[e2e] end2end-interest Digest, Vol 19, Issue 11

Jim Gettys jg at freedesktop.org
Thu Sep 15 06:31:00 PDT 2005


On Thu, 2005-09-15 at 06:16 -0400, David P. Reed wrote:

> First, simulations provide much more efficient experimental 
> environments.   It's very hard to construct repeatable experiments in 
> vivo (so to speak) and in many cases the most important in vivo 
> environments are inaccessible to the researchers who have the time and 
> insight to explore the range of possibilities.
> 

Having once been crazy enough to perform such an experiment (in Vivo
testing of HTTP/1.1 across the continent on the live internet), and also
to have used some simulated behavior for the same experiment (using
nistnet to provide controlled latencies and bandwidths in a controlled
experimental setup), I can attest to the fact that the experiment on the
real network is about 10 times as hard as the controlled experiment.

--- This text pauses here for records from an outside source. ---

//! Serde interop: moving whole value trees across the boundary.
//!
//! JSON trees map onto VM values the obvious way: null is nil, arrays
//! are tables keyed `1..=len`, objects are string-keyed tables. Reading
//! back, a table whose keys are exactly `1..=len` comes out as an
//! array and anything else as an object, with integer and boolean keys
//! stringified. Two keys that stringify alike (`1` alongside `"1"`) are
//! a [`TypeMismatch`], not a coin toss over which entry survives. The
//! empty table reads as the empty object.
//!
//! Tables cannot hold nil entries, so nulls inside arrays and objects
//! are dropped on the way in: an object value of null loses its key,
//! and a null array element punches a hole that turns the rest of the
//! array into object keys.

use std::rc::Rc;

use serde::Serialize;
use serde::de::DeserializeOwned;

use crate::handle::convert::{FromVm, ToVm};
use crate::handle::error::TypeMismatch;
use crate::handle::handle::Handle;
use crate::vm::{TableKey, VM, Value};

/// Read depth cap, so cyclic tables come back as an error instead of
/// recursing forever. Matches serde_json's own recursion limit.
const MAX_TREE_DEPTH: usize = 128;

impl ToVm for serde_json::Value {
    fn push_to_vm(&self, vm: &VM) {
        match self {
            serde_json::Value::Null => vm.push(Value::Nil),
            serde_json::Value::Bool(b) => vm.push(Value::Boolean(*b)),
            serde_json::Value::Number(n) => {
                if let Some(i) = n.as_i64() {
                    vm.push(Value::Integer(i));
                } else {
                    let f = n.as_f64().expect("JSON numbers are representable as f64");
                    vm.push(Value::Float(f));
                }
            }
            serde_json::Value::String(s) => vm.push(Value::String(Rc::from(s.as_str()))),
            serde_json::Value::Array(items) => {
                vm.push_new_table();
                for (i, item) in items.iter().enumerate() {
                    vm.push(Value::Integer(i as i64 + 1));
                    item.push_to_vm(vm);
                    vm.raw_set_kv();
                }
            }
            serde_json::Value::Object(map) => {
                vm.push_new_table();
                for (key, item) in map {
                    vm.push(Value::String(Rc::from(key.as_str())));
                    item.push_to_vm(vm);
                    vm.raw_set_kv();
                }
            }
        }
    }
}

impl FromVm for serde_json::Value {
    fn read_from_vm(vm: &VM, depth: usize) -> Result<Self, TypeMismatch> {
        tree_at(vm, depth, MAX_TREE_DEPTH)
    }
}

fn tree_at(vm: &VM, depth: usize, remaining: usize) -> Result<serde_json::Value, TypeMismatch> {
    match vm.peek(depth) {
        Value::Nil => Ok(serde_json::Value::Null),
        Value::Boolean(b) => Ok(serde_json::Value::Bool(b)),
        Value::Integer(i) => Ok(serde_json::Value::Number(i.into())),
        Value::Float(f) => serde_json::Number::from_f64(f)
            .map(serde_json::Value::Number)
            .ok_or_else(|| TypeMismatch::new("finite number", "float")),
        Value::String(s) => Ok(serde_json::Value::String(s.as_ref().to_owned())),
        Value::Native(_) => Err(TypeMismatch::new("JSON-representable value", "function")),
        Value::Table(_) => {
            if remaining == 0 {
                return Err(TypeMismatch::new("value tree of bounded depth", "table"));
            }
            table_tree_at(vm, depth, remaining)
        }
    }
}

fn table_tree_at(vm: &VM, depth: usize, remaining: usize) -> Result<serde_json::Value, TypeMismatch> {
    let keys = vm.table_keys(depth);
    let len = keys.len();

    let mut indices: Vec<i64> = Vec::with_capacity(len);
    for key in &keys {
        match key {
            TableKey::Integer(i) => indices.push(*i),
            _ => {
                indices.clear();
                break;
            }
        }
    }
    indices.sort_unstable();
    let is_array = len > 0 && indices.len() == len && indices.iter().copied().eq(1..=len as i64);

    vm.push_copy(depth);
    let tree = if is_array {
        let mut items = Vec::with_capacity(len);
        let mut failure = None;
        for i in 1..=len as i64 {
            vm.push(Value::Integer(i));
            vm.raw_get_kv();
            let element = tree_at(vm, 0, remaining - 1);
            vm.pop();
            match element {
                Ok(value) => items.push(value),
                Err(mismatch) => {
                    failure = Some(mismatch);
                    break;
                }
            }
        }
        match failure {
            None => Ok(serde_json::Value::Array(items)),
            Some(mismatch) => Err(mismatch),
        }
    } else {
        let mut map = serde_json::Map::new();
        let mut failure = None;
        for key in keys {
            let name = match &key {
                TableKey::Str(s) => s.as_ref().to_owned(),
                TableKey::Integer(i) => i.to_string(),
                TableKey::Boolean(b) => b.to_string(),
                TableKey::Table(_) => {
                    failure = Some(TypeMismatch::new("string or integer table key", "table"));
                    break;
                }
            };
            vm.push(key.to_value());
            vm.raw_get_kv();
            let element = tree_at(vm, 0, remaining - 1);
            vm.pop();
            match element {
                Ok(value) => {
                    // distinct table keys (`1`, `"1"`) can stringify to
                    // the same JSON key
                    if map.insert(name, value).is_some() {
                        failure = Some(TypeMismatch::new(
                            "distinctly stringified table keys",
                            "table",
                        ));
                        break;
                    }
                }
                Err(mismatch) => {
                    failure = Some(mismatch);
                    break;
                }
            }
        }
        match failure {
            None => Ok(serde_json::Value::Object(map)),
            Some(mismatch) => Err(mismatch),
        }
    };
    vm.pop();
    tree
}

impl Handle {
    /// Serializes any `Serialize` host value into a VM value tree and
    /// captures its root. `None` and unit structs serialize to null and
    /// so come back as the empty handle.
    pub fn from_serde<T: Serialize>(vm: &VM, value: &T) -> Result<Handle, TypeMismatch> {
        let tree = serde_json::to_value(value)
            .map_err(|_| TypeMismatch::new("JSON-serializable host value", "host value"))?;
        Ok(Handle::from_host(vm, &tree))
    }

    /// Reads the pinned value tree back into a `Deserialize` host type.
    /// Like [`Handle::value`], this is total over the empty handle: it
    /// reads as null.
    pub fn to_serde<T: DeserializeOwned>(&self) -> Result<T, TypeMismatch> {
        let tree = if self.is_empty() {
            serde_json::Value::Null
        } else {
            self.cast::<serde_json::Value>()?
        };
        serde_json::from_value(tree)
            .map_err(|_| TypeMismatch::new("compatible value tree", "incompatible value tree"))
    }
}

Getting repeatable results on the real network (that we could actually
believe) took a couple months of tweaking and analysis, and uncovered
behavior that we had not expected (and needed to understand), and would
not have seen in the controlled experimental environment.  It also
uncovered quite a few bugs in various vendor's TCP of the era.

Arguably, the in vivo results were 10 times as valuable and convincing
as the simulated results, and allowed us to believe simulated results
without much question in the other environments that we had not tested
"live".  At the end we ended up with great confidence our numbers were
not taken from thin air, but reflected reality.